St Albans MP Anne Main warned of the negative effect the European Union’s tobacco directive could have on smoking cessation in the UK.
Speaking during the Queen’s speech debate on Health, Anne raised the contentious decision by the EU to include vaping in the tobacco directive. Mrs Main warned that ‘improvements [in smoking cessation across the UK] might start to tail off, now that the EU tobacco directive includes vaping’.
Anne said that the current directive makes it, ‘more and more difficult for people to take up vaping and get themselves off cigarettes’.
An expert independent evidence review published by Public Health England (PHE) in 2015 concluded that e-cigarettes are significantly less harmful to health than tobacco and have the potential to help smokers quit smoking. PHE’s best estimate was that e-cigarettes are around 95% less harmful than smoking. They also found that nearly half the population did not realise e-cigarettes are much less harmful than smoking and that there was no evidence that e-cigarettes are acting as a route into smoking for children or non-smokers.
Speaking after the debate, the St Albans MP added, ‘the current lack of support for a product that is 95% safer than regular cigarettes is crazy. Vaping has made it much easier for people to quit smoking, with around 2 million people in the UK successfully using vaping to get off regular tobacco.

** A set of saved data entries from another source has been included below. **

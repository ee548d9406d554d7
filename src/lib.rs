//! Backtracking dungeon layout generation from modular room and hallway pieces
//!
//! Starting from a fixed start room, the search repeatedly resolves the most
//! recent unresolved door by attaching a compatible room through a hallway,
//! rolling back exactly on dead ends. Attempts that exceed their node budget
//! are discarded and restarted with fresh randomness.

#![forbid(unsafe_code)]

/// Backtracking search, attempt control and accepted layouts
pub mod algorithm;
/// Room and hallway templates and the pools they are drawn from
pub mod catalog;
/// Input/output operations, configuration and error handling
pub mod io;
/// Grid coordinates, doors, occupancy and the door frontier
pub mod spatial;

pub use algorithm::controller::{Generator, generate};
pub use algorithm::layout::{Layout, PlacementRecord};
pub use catalog::Catalog;
pub use io::configuration::GenerationConfig;
pub use io::error::{AbandonReason, GenerationError, Result};
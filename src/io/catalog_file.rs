//! JSON catalog files
//!
//! ```json
//! {
//!   "start": {"id": "start", "footprint": [[0, 0]], "doors": [{"at": [0, 0], "direction": "east"}]},
//!   "rooms": [{"id": "corridor", "footprint": [[0, 0]], "doors": [
//!     {"at": [0, 0], "direction": "west"}, {"at": [0, 0], "direction": "east"}]}],
//!   "terminals": [{"id": "closet", "footprint": [[0, 0]], "doors": [{"at": [0, 0], "direction": "west"}]}],
//!   "hallways": {"vertical": "hall_ns", "horizontal": "hall_ew"}
//! }
//! ```

use crate::catalog::pools::Catalog;
use crate::catalog::template::{HallwayTemplate, RoomTemplate};
use crate::io::error::{GenerationError, Result, file_system_error};
use crate::spatial::grid::{Coordinate, Door};
use serde::{Deserialize, Serialize};
use std::path::Path;

/// Room template as written in a catalog file
#[derive(Debug, Clone, PartialEq, Eq, Serialize, Deserialize)]
#[serde(deny_unknown_fields)]
pub struct TemplateSpec {
    /// Stable identifier
    pub id: String,
    /// Cells covered, relative to the origin
    pub footprint: Vec<Coordinate>,
    /// Doors, relative to the origin
    #[serde(default)]
    pub doors: Vec<Door>,
}

impl TemplateSpec {
    fn into_template(self) -> Result<RoomTemplate> {
        RoomTemplate::new(self.id, self.footprint, self.doors)
    }
}

/// Hallway identifiers by orientation
#[derive(Debug, Clone, PartialEq, Eq, Serialize, Deserialize)]
#[serde(deny_unknown_fields)]
pub struct HallwaySpec {
    /// Hallway for north and south doors
    pub vertical: String,
    /// Hallway for east and west doors
    pub horizontal: String,
}

/// Catalog as written in a JSON file
#[derive(Debug, Clone, PartialEq, Eq, Serialize, Deserialize)]
#[serde(deny_unknown_fields)]
pub struct CatalogFile {
    /// Template placed at the origin
    pub start: TemplateSpec,
    /// Designated target template
    #[serde(default)]
    pub target: Option<TemplateSpec>,
    /// General room pool
    pub rooms: Vec<TemplateSpec>,
    /// Terminal (dead-end) room pool
    #[serde(default)]
    pub terminals: Vec<TemplateSpec>,
    /// Hallway templates
    pub hallways: HallwaySpec,
}

impl CatalogFile {
    /// Parse a catalog from JSON text
    ///
    /// # Errors
    ///
    /// Returns an error if the text doesn't match the catalog schema
    pub fn from_json(text: &str) -> Result<Self> {
        serde_json::from_str(text).map_err(|source| GenerationError::CatalogParse {
            path: "<inline>".into(),
            source,
        })
    }

    /// Read and parse a catalog file
    ///
    /// # Errors
    ///
    /// Returns an error if the file cannot be read or parsed
    pub fn from_path(path: &Path) -> Result<Self> {
        let text = std::fs::read_to_string(path)
            .map_err(|source| file_system_error(path, "read catalog", source))?;
        serde_json::from_str(&text).map_err(|source| GenerationError::CatalogParse {
            path: path.to_path_buf(),
            source,
        })
    }

    /// Validate into a catalog
    ///
    /// # Errors
    ///
    /// Returns an error if any template or the catalog as a whole is invalid
    pub fn into_catalog(self) -> Result<Catalog> {
        let start = self.start.into_template()?;
        let general = self
            .rooms
            .into_iter()
            .map(TemplateSpec::into_template)
            .collect::<Result<Vec<_>>>()?;
        let terminal = self
            .terminals
            .into_iter()
            .map(TemplateSpec::into_template)
            .collect::<Result<Vec<_>>>()?;

        let catalog = Catalog::new(
            start,
            general,
            terminal,
            HallwayTemplate::new(self.hallways.vertical)?,
            HallwayTemplate::new(self.hallways.horizontal)?,
        )?;

        match self.target {
            Some(target) => catalog.with_target(target.into_template()?),
            None => Ok(catalog),
        }
    }
}

/// Load and validate a catalog file
///
/// # Errors
///
/// Returns an error if the file cannot be read, parsed or validated
pub fn load_catalog(path: &Path) -> Result<Catalog> {
    CatalogFile::from_path(path)?.into_catalog()
}
//! CLI entry point for dungeon layout generation

use clap::Parser;
use roomchain::io::cli::{Cli, FileProcessor};

fn main() -> roomchain::Result<()> {
    let cli = Cli::parse();

    // Target and location output only add noise for a single-crate tool
    let _ = simplelog::TermLogger::init(
        cli.log_level(),
        simplelog::ConfigBuilder::new()
            .set_target_level(simplelog::LevelFilter::Off)
            .set_location_level(simplelog::LevelFilter::Off)
            .build(),
        simplelog::TerminalMode::Stderr,
        simplelog::ColorChoice::Auto,
    );

    let mut processor = FileProcessor::new(cli);
    processor.process()
}
/// JSON catalog file loading
pub mod catalog_file;
/// Command-line interface and batch catalog processing
pub mod cli;
/// Constants and generation parameters
pub mod configuration;
/// Error types
pub mod error;
/// Terminal progress display
pub mod progress;
/// Scene renderer collaborators
pub mod renderer;
//! Generation constants and runtime configuration

use crate::io::error::{Result, invalid_parameter};
use std::time::Duration;

// Default values for configurable parameters
/// Fixed seed for reproducible generation
pub const DEFAULT_SEED: u64 = 42;

/// Default upper bound on placed rooms, start included
pub const DEFAULT_MAX_SIZE: usize = 12;

/// Default lower bound on placed rooms in an accepted layout
pub const DEFAULT_MIN_SIZE: usize = 6;

/// Default search-node budget per attempt
pub const DEFAULT_ITERATION_THRESHOLD: usize = 10_000;

// Restarts are otherwise unbounded
/// Default number of attempts before abandoning
pub const DEFAULT_MAX_ATTEMPTS: usize = 100;

// Grid bounds keeping coordinate arithmetic within i32
/// Largest magnitude allowed for a template-relative coordinate
pub const MAX_TEMPLATE_EXTENT: i32 = 1024;

/// Largest room count a layout may be configured for
///
/// Each placement moves at most `2 * MAX_TEMPLATE_EXTENT + 1` cells from the
/// previous room, so this many rooms stay far from `i32::MAX`.
pub const MAX_ROOMS: usize = 100_000;

// Output settings
/// Suffix added to output filenames
pub const OUTPUT_SUFFIX: &str = "_layout";
/// Extension of layout output files (one JSON document per line)
pub const OUTPUT_EXTENSION: &str = "jsonl";
/// Extension of catalog input files
pub const CATALOG_EXTENSION: &str = "json";

// Progress bar display settings
/// Threshold for switching to batch progress mode
pub const MAX_INDIVIDUAL_PROGRESS_BARS: usize = 5;

/// Bounds and budgets for one generation request
#[derive(Clone, Copy, Debug, PartialEq, Eq)]
pub struct GenerationConfig {
    /// Upper bound on placed rooms, start included
    pub max_size: usize,
    /// Lower bound on placed rooms in an accepted layout
    pub min_size: usize,
    /// Search-node visits allowed per attempt before restarting
    pub iteration_threshold: usize,
    /// Attempts allowed before abandoning
    pub max_attempts: usize,
    /// Wall-clock limit checked between attempts
    pub time_limit: Option<Duration>,
}

impl Default for GenerationConfig {
    fn default() -> Self {
        Self {
            max_size: DEFAULT_MAX_SIZE,
            min_size: DEFAULT_MIN_SIZE,
            iteration_threshold: DEFAULT_ITERATION_THRESHOLD,
            max_attempts: DEFAULT_MAX_ATTEMPTS,
            time_limit: None,
        }
    }
}

impl GenerationConfig {
    /// Set room count bounds
    #[must_use]
    pub const fn with_size(mut self, min_size: usize, max_size: usize) -> Self {
        self.min_size = min_size;
        self.max_size = max_size;
        self
    }

    /// Set the per-attempt node budget
    #[must_use]
    pub const fn with_iteration_threshold(mut self, iteration_threshold: usize) -> Self {
        self.iteration_threshold = iteration_threshold;
        self
    }

    /// Set the attempt cap
    #[must_use]
    pub const fn with_max_attempts(mut self, max_attempts: usize) -> Self {
        self.max_attempts = max_attempts;
        self
    }

    /// Set the wall-clock limit
    #[must_use]
    pub const fn with_time_limit(mut self, time_limit: Option<Duration>) -> Self {
        self.time_limit = time_limit;
        self
    }

    /// Check the parameters are mutually consistent
    ///
    /// # Errors
    ///
    /// Returns an error if `max_size` or `max_attempts` is zero, if `max_size`
    /// exceeds [`MAX_ROOMS`], or if `min_size` exceeds `max_size`
    pub fn validate(&self) -> Result<()> {
        if self.max_size == 0 {
            return Err(invalid_parameter(
                "max_size",
                &self.max_size,
                &"must count at least the start room",
            ));
        }
        if self.max_size > MAX_ROOMS {
            return Err(invalid_parameter(
                "max_size",
                &self.max_size,
                &format!("must not exceed {MAX_ROOMS}"),
            ));
        }
        if self.min_size > self.max_size {
            return Err(invalid_parameter(
                "min_size",
                &self.min_size,
                &format!("must not exceed max_size ({})", self.max_size),
            ));
        }
        if self.max_attempts == 0 {
            return Err(invalid_parameter(
                "max_attempts",
                &self.max_attempts,
                &"at least one attempt is required",
            ));
        }
        Ok(())
    }
}
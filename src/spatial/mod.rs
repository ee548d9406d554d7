//! Spatial data structures for the layout grid
//!
//! This module contains spatial-related functionality including:
//! - Coordinates, directions and door connectors
//! - Occupancy tracking and the frontier of unresolved doors

/// Coordinates, directions and doors
pub mod grid;
/// Claimed cells and unresolved doors
pub mod occupancy;

pub use grid::{Coordinate, Direction, Door};
pub use occupancy::{Frontier, Occupancy};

‘Vaping is much safer than smoking, yet these regulations could have a perverse effect. We are not doing nearly enough to support and encourage a practical science-led solution. If we continue with the regulations in their current form then we are at serious risk of reversing the good progress we’ve made on smoking cessation.
‘Once we’ve left the EU, there will be scope for government to think again, and make the changes that we know are already working.’